福岡スクエアガーデン風がすぎていった
2025年06月10日 | カテゴリー: 山木康世
1974年9月21日といえば忘れもしない「ふきのとう」におけるデビューの日である。第二の誕生日であると言ってもいい。当日ジャストの記憶は残っていないのであるが、かすかに思い出せるのはキャンペーン連日の日々であったということは記憶にある。

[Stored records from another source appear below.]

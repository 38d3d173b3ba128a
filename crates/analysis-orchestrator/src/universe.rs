use analysis_core::AnalysisError;
use serde::{Deserialize, Serialize};
use std::collections::BTreeMap;

/// Display name used for symbols missing from the universe mapping
pub const UNKNOWN_NAME: &str = "Unknown";

const IDX_MOST_ACTIVE: [(&str, &str); 20] = [
    ("BBCA.JK", "Bank Central Asia Tbk"),
    ("BBRI.JK", "Bank Rakyat Indonesia Tbk"),
    ("BMRI.JK", "Bank Mandiri Tbk"),
    ("ASII.JK", "Astra International Tbk"),
    ("TLKM.JK", "Telkom Indonesia Tbk"),
    ("ICBP.JK", "Indofood CBP Sukses Makmur Tbk"),
    ("UNVR.JK", "Unilever Indonesia Tbk"),
    ("PGAS.JK", "Perusahaan Gas Negara Tbk"),
    ("KLBF.JK", "Kalbe Farma Tbk"),
    ("INDF.JK", "Indofood Sukses Makmur Tbk"),
    ("SMGR.JK", "Semen Indonesia Tbk"),
    ("ANTM.JK", "Aneka Tambang Tbk"),
    ("PTBA.JK", "Bukit Asam Tbk"),
    ("INTP.JK", "Indocement Tunggal Prakarsa Tbk"),
    ("JSMR.JK", "Jasa Marga Tbk"),
    ("WIKA.JK", "Wijaya Karya Tbk"),
    ("ADRO.JK", "Adaro Energy Tbk"),
    ("BBNI.JK", "Bank Negara Indonesia Tbk"),
    ("BRIS.JK", "Bank Syariah Indonesia Tbk"),
    ("GOTO.JK", "GoTo Gojek Tokopedia Tbk"),
];

/// The set of symbols to screen, each with a display name.
#[derive(Debug, Clone, PartialEq, Serialize, Deserialize, Default)]
pub enum StockUniverse {
    /// Twenty large, liquid Indonesia Stock Exchange listings
    #[default]
    IdxMostActive,
    Custom(BTreeMap<String, String>),
}

impl StockUniverse {
    /// Build a universe from bare symbols; names default to the IDX table
    /// when known.
    pub fn from_symbols<I, S>(symbols: I) -> Self
    where
        I: IntoIterator<Item = S>,
        S: Into<String>,
    {
        let map = symbols
            .into_iter()
            .map(|s| {
                let symbol = s.into();
                let name = idx_name(&symbol).unwrap_or(UNKNOWN_NAME).to_string();
                (symbol, name)
            })
            .collect();
        StockUniverse::Custom(map)
    }

    /// Parse `SYM=Name` pairs separated by commas. The name is optional.
    pub fn parse(list: &str) -> Result<Self, AnalysisError> {
        let mut map = BTreeMap::new();
        for item in list.split(',').map(str::trim).filter(|s| !s.is_empty()) {
            let (symbol, name) = match item.split_once('=') {
                Some((symbol, name)) => (symbol.trim(), Some(name.trim())),
                None => (item, None),
            };
            if symbol.is_empty() {
                return Err(AnalysisError::InvalidData(format!(
                    "missing symbol in universe entry '{}'",
                    item
                )));
            }
            let name = name
                .filter(|n| !n.is_empty())
                .or_else(|| idx_name(symbol))
                .unwrap_or(UNKNOWN_NAME);
            map.insert(symbol.to_uppercase(), name.to_string());
        }

        if map.is_empty() {
            return Err(AnalysisError::InvalidData(
                "universe contains no symbols".to_string(),
            ));
        }
        Ok(StockUniverse::Custom(map))
    }

    /// Symbol to display name, ordered by symbol
    pub fn entries(&self) -> BTreeMap<String, String> {
        match self {
            StockUniverse::IdxMostActive => IDX_MOST_ACTIVE
                .iter()
                .map(|(s, n)| (s.to_string(), n.to_string()))
                .collect(),
            StockUniverse::Custom(map) => map.clone(),
        }
    }

    pub fn symbols(&self) -> Vec<String> {
        self.entries().into_keys().collect()
    }

    pub fn len(&self) -> usize {
        match self {
            StockUniverse::IdxMostActive => IDX_MOST_ACTIVE.len(),
            StockUniverse::Custom(map) => map.len(),
        }
    }

    pub fn is_empty(&self) -> bool {
        self.len() == 0
    }

    pub fn display_name(&self, symbol: &str) -> &str {
        let name = match self {
            StockUniverse::IdxMostActive => idx_name(symbol),
            StockUniverse::Custom(map) => map.get(symbol).map(String::as_str),
        };
        name.unwrap_or(UNKNOWN_NAME)
    }
}

fn idx_name(symbol: &str) -> Option<&'static str> {
    IDX_MOST_ACTIVE
        .iter()
        .find(|(s, _)| s.eq_ignore_ascii_case(symbol))
        .map(|(_, n)| *n)
}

デビュー曲「白い冬」が売れ始めて社長以下会社が躍動を始めたくらいは想像できるが、キャンペーンというものに巻き込まれるとは夢にも思っていない。SONYにしてみれば新人歌手の誕生につきもののキャンペーンは当たり前の出来事。我がスタッフ陣もエレックレコードからの移籍組ということで過去に経験したことのない出来事で内容自体の説明もなかったし出来なかったことであろう。SONYに電話をかけると「はい、白い冬のソニーでございます」と女性従業員は電話に応える。それを聞いたときは勘違いを起こしたのも事実である。まさか天下のSONYが我らを名指しで答えてくれるとは!これは後にわかることであるが、一押しの歌があれば、他のだれであってもそれを受け答えるシステムになっていただけの話であるが、まぁそれほど売れたということである。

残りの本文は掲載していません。